Description of the task:
Give a single number in reply. It is the count of lines below that contain the string "UiConfig".

Extracted records:

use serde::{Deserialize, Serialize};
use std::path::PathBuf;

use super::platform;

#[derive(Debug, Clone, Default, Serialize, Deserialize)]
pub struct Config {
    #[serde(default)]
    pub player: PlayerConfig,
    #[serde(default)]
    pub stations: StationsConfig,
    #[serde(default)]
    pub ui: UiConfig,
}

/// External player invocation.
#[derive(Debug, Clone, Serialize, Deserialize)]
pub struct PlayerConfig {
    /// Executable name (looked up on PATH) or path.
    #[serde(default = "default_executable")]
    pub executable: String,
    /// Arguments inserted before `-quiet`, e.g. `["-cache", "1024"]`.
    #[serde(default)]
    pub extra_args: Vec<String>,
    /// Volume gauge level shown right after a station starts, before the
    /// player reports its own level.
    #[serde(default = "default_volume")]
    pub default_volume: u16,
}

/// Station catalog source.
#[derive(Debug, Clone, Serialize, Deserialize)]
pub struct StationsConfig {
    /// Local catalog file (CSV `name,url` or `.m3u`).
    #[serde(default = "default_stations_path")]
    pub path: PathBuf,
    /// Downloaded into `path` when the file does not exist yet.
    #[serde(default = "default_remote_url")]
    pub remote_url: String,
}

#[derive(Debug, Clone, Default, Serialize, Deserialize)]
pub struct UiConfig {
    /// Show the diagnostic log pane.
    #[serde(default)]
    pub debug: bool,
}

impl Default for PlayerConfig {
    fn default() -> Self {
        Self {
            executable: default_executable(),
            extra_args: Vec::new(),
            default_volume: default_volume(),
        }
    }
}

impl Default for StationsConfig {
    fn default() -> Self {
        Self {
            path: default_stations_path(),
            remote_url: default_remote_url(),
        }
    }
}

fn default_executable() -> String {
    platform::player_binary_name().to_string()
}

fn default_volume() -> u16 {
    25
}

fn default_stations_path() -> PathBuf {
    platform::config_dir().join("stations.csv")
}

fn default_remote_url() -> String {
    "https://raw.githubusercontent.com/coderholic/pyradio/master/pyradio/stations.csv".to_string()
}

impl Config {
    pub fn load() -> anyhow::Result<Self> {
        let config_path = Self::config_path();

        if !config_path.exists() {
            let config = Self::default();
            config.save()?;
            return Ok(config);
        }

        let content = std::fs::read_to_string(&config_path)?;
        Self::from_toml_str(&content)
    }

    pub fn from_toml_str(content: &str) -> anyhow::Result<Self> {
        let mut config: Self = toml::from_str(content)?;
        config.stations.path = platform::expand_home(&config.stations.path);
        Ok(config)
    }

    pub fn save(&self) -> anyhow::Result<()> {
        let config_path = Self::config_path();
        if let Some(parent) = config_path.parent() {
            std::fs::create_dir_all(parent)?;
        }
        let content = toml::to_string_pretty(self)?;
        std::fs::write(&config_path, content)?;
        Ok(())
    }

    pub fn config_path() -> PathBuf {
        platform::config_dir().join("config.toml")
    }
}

Answer for the task:
2